Virginie Paquet
- Full name: Virginie Paquet-Ottaway
- Country (sports): France
- Born: 6 May 1967 (age 58)
- Plays: Right-handed
- Prize money: $27,567

Singles
- Career record: 61–69
- Highest ranking: No. 208 (22 May 1989)

Grand Slam singles results
- Australian Open: 1R (1987)
- French Open: 2R (1986)

Doubles
- Career record: 37–34
- Career titles: 4 ITF
- Highest ranking: No. 116 (22 May 1989)

Grand Slam doubles results
- Australian Open: 1R (1989)
- French Open: 1R (1987, 1988)

= Virginie Paquet =

French tennis player (born 1967)

Virginie Paquet Ottaway (born 6 May 1967) is a French former professional tennis player.

==Tennis career==
A right-handed player, Paquet competed on the professional tour in the 1980s and early 1990s. She reached a career high singles ranking of 208 in the world and was ranked as high as 116 in doubles.

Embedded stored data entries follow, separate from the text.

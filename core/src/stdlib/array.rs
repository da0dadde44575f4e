//! Built-ins over arrays and strings.
//!
//! None of these mutate their argument: `rest` and `push` build new
//! arrays and leave the original untouched.

use super::wrong_argument_count;
use crate::values::Value;
use std::rc::Rc;

/// Reject non-array arguments with the stable contract message.
fn expect_array<'v, 'a>(
    name: &str,
    arg: &'v Value<'a>,
) -> Result<&'v [Value<'a>], Value<'a>> {
    match arg {
        Value::Array(elements) => Ok(elements),
        other => Err(Value::Error(format!(
            "Argument to `{}` must be ARRAY! Instead received an {}",
            name,
            other.type_name()
        ))),
    }
}

/// `len(x)`: the byte length of a string, or the element count of an
/// array.
pub(super) fn len<'a>(args: &[Value<'a>]) -> Value<'a> {
    if args.len() != 1 {
        return wrong_argument_count(1, args.len());
    }
    match &args[0] {
        Value::Str(value) => Value::Integer(value.len() as i64),
        Value::Array(elements) => Value::Integer(elements.len() as i64),
        other => Value::Error(format!(
            "Argument to `len` is not supported! Instead received an {}!",
            other.type_name()
        )),
    }
}

/// `first(a)`: the first element of an array, or null if it is empty.
pub(super) fn first<'a>(args: &[Value<'a>]) -> Value<'a> {
    if args.len() != 1 {
        return wrong_argument_count(1, args.len());
    }
    match expect_array("first", &args[0]) {
        Ok(elements) => elements.first().cloned().unwrap_or(Value::NULL),
        Err(error) => error,
    }
}

/// `last(a)`: the last element of an array, or null if it is empty.
pub(super) fn last<'a>(args: &[Value<'a>]) -> Value<'a> {
    if args.len() != 1 {
        return wrong_argument_count(1, args.len());
    }
    match expect_array("last", &args[0]) {
        Ok(elements) => elements.last().cloned().unwrap_or(Value::NULL),
        Err(error) => error,
    }
}

/// `rest(a)`: a new array of everything but the first element, or null
/// if the array is empty.
pub(super) fn rest<'a>(args: &[Value<'a>]) -> Value<'a> {
    if args.len() != 1 {
        return wrong_argument_count(1, args.len());
    }
    match expect_array("rest", &args[0]) {
        Ok(elements) => {
            if elements.is_empty() {
                Value::NULL
            } else {
                Value::Array(Rc::new(elements[1..].to_vec()))
            }
        }
        Err(error) => error,
    }
}

/// `push(a, x)`: a new array equal to `a` with `x` appended.
pub(super) fn push<'a>(args: &[Value<'a>]) -> Value<'a> {
    if args.len() != 2 {
        return wrong_argument_count(2, args.len());
    }
    match expect_array("push", &args[0]) {
        Ok(elements) => {
            let mut extended = elements.to_vec();
            extended.push(args[1].clone());
            Value::Array(Rc::new(extended))
        }
        Err(error) => error,
    }
}
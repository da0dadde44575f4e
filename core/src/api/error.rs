//! Public error types for the Minnow API.
//!
//! Internal representations may change; this boundary type stays stable.

use core::fmt;

#[derive(Debug)]
pub enum Error {
    /// The source failed to parse. Evaluation was not attempted; the
    /// diagnostics carry the parser's messages in source order.
    Parse { diagnostics: Vec<String> },

    /// Evaluation produced a runtime error and the caller asked for
    /// strict execution.
    Runtime(String),
}

impl fmt::Display for Error {
    fn fmt(&self, f: &mut fmt::Formatter<'_>) -> fmt::Result {
        match self {
            Error::Parse { diagnostics } => {
                write!(f, "Parsing failed with {} error(s)", diagnostics.len())
            }
            Error::Runtime(message) => write!(f, "Runtime error: {}", message),
        }
    }
}

impl std::error::Error for Error {}
//! Lexically scoped environments.
//!
//! An environment maps names to values and optionally points at an
//! enclosing environment; lookups walk outward until the chain is
//! exhausted. Environments are shared, reference-counted nodes: several
//! closures may capture the same frame, and a frame outlives every
//! closure that captured it. No cycle is constructible through user
//! code, since a function literal captures only the environment that
//! already existed when the literal was evaluated.

use super::Value;
use hashbrown::HashMap;
use std::cell::RefCell;
use std::rc::Rc;

/// Shared handle to an environment frame.
pub type Env<'a> = Rc<RefCell<Environment<'a>>>;

#[derive(Debug)]
pub struct Environment<'a> {
    store: HashMap<&'a str, Value<'a>>,
    outer: Option<Env<'a>>,
}

impl<'a> Environment<'a> {
    /// Create an empty root environment.
    pub fn new() -> Env<'a> {
        Rc::new(RefCell::new(Environment {
            store: HashMap::new(),
            outer: None,
        }))
    }

    /// Create a child environment whose lookups fall through to `outer`.
    pub fn new_enclosed(outer: Env<'a>) -> Env<'a> {
        Rc::new(RefCell::new(Environment {
            store: HashMap::new(),
            outer: Some(outer),
        }))
    }

    /// Look up a name, walking outward through the chain.
    pub fn get(&self, name: &str) -> Option<Value<'a>> {
        match self.store.get(name) {
            Some(value) => Some(value.clone()),
            None => self
                .outer
                .as_ref()
                .and_then(|outer| outer.borrow().get(name)),
        }
    }

    /// Bind a name in this frame, overwriting any existing binding here.
    /// Bindings in outer frames are shadowed, never modified.
    pub fn set(&mut self, name: &'a str, value: Value<'a>) {
        self.store.insert(name, value);
    }
}
//! Built-ins that talk to the host.

use crate::values::Value;

/// `puts(...)`: print each argument's inspection string followed by a
/// newline to standard output. Returns null.
pub(super) fn puts<'a>(args: &[Value<'a>]) -> Value<'a> {
    for arg in args {
        println!("{}", arg);
    }
    Value::NULL
}
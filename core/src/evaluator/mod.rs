//! Tree-walking evaluation of Minnow programs.
//!
//! Evaluation is a direct recursive walk of the AST against lexically
//! scoped, chained environments. Two invariants shape everything here:
//!
//! - **Errors are values.** Every operation inspects its sub-results and
//!   returns an `Error` value unchanged instead of continuing; nothing is
//!   thrown and nothing panics on user input.
//! - **`return` is a wrapper.** A `Return` value propagates outward
//!   through blocks untouched and is unwrapped only at a function-call
//!   boundary or at program top level.

mod eval;
mod operators;


pub use eval::eval;
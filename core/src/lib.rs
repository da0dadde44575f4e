//! Minnow core: the execution pipeline for the Minnow language.
//!
//! Source text flows strictly forward through three stages that share a
//! token taxonomy, an arena-allocated AST, and a runtime value model:
//!
//! 1. [`lexer`] streams tokens from a source string on demand.
//! 2. [`parser`] builds the AST with a Pratt expression parser, collecting
//!    diagnostics instead of halting.
//! 3. [`evaluator`] walks the AST against lexically scoped, chained
//!    environments. Runtime errors are ordinary values that short-circuit
//!    evaluation; nothing in the pipeline panics on user input.
//!
//! The [`api`] module ties the stages together behind a small embedding
//! surface; [`stdlib`] provides the built-in functions.

pub mod api;
pub mod ast;
pub mod evaluator;
pub mod lexer;
pub mod parser;
pub mod stdlib;
pub mod token;
pub mod values;

pub use api::{Error, Interpreter};
pub use values::Value;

Paquet appeared in the main draws of both the Australian Open and French Open during her career. Her best grand slam performance came at the 1986 French Open, where she had a first round win over Maria Lindström, before falling in the second round to fifth seed and eventual semi-finalist Hana Mandlíková.

==ITF finals==

| Legend |
|---|
| $25,000 tournaments |
| $10,000 tournaments |

===Doubles: 5 (4–1)===

| Outcome | No. | Date | Tournament | Surface | Partner | Opponents | Score |
|---|---|---|---|---|---|---|---|
| Runner-up | 1. | 22 February 1987 | Denain, France | Clay | FRA Karine Quentrec | BEL Kathleen Schuurmans USA Erika Smith | 3–6, 2–6 |
| Winner | 1. | 19 July 1987 | Erlange, West Germany | Clay | TCH Denisa Krajčovičová | AUS Alison Scott AUT Heidi Sprung | 6–1, 6–2 |
| Winner | 2. | 27 July 1987 | Vaihingen, West Germany | Clay | FRA Julie Halard-Decugis | TCH Hana Fukárková TCH Denisa Krajčovičová | 6–4, 6–3 |
| Winner | 3. | 24 January 1988 | Denain, France | Clay | FRA Karine Quentrec | USA Liz Burris IRL Lesley O'Halloran | 6–3, 6–1 |
| Winner | 4. | 3 July 1988 | Maglie, Italy | Clay | FRA Frédérique Martin | JPN Ei Iida INA Yayuk Basuki | 5–7, 6–2, 6–2 |

==Personal life==
Her son is also a tennis player, Arthur Rinderknech. Her nephews are tennis player-coach Benjamin Balleret and his half-brother and current tour player Valentin Vacherot, both sons of Paquet's sister. Her niece is WTA Tour player Chloé Paquet.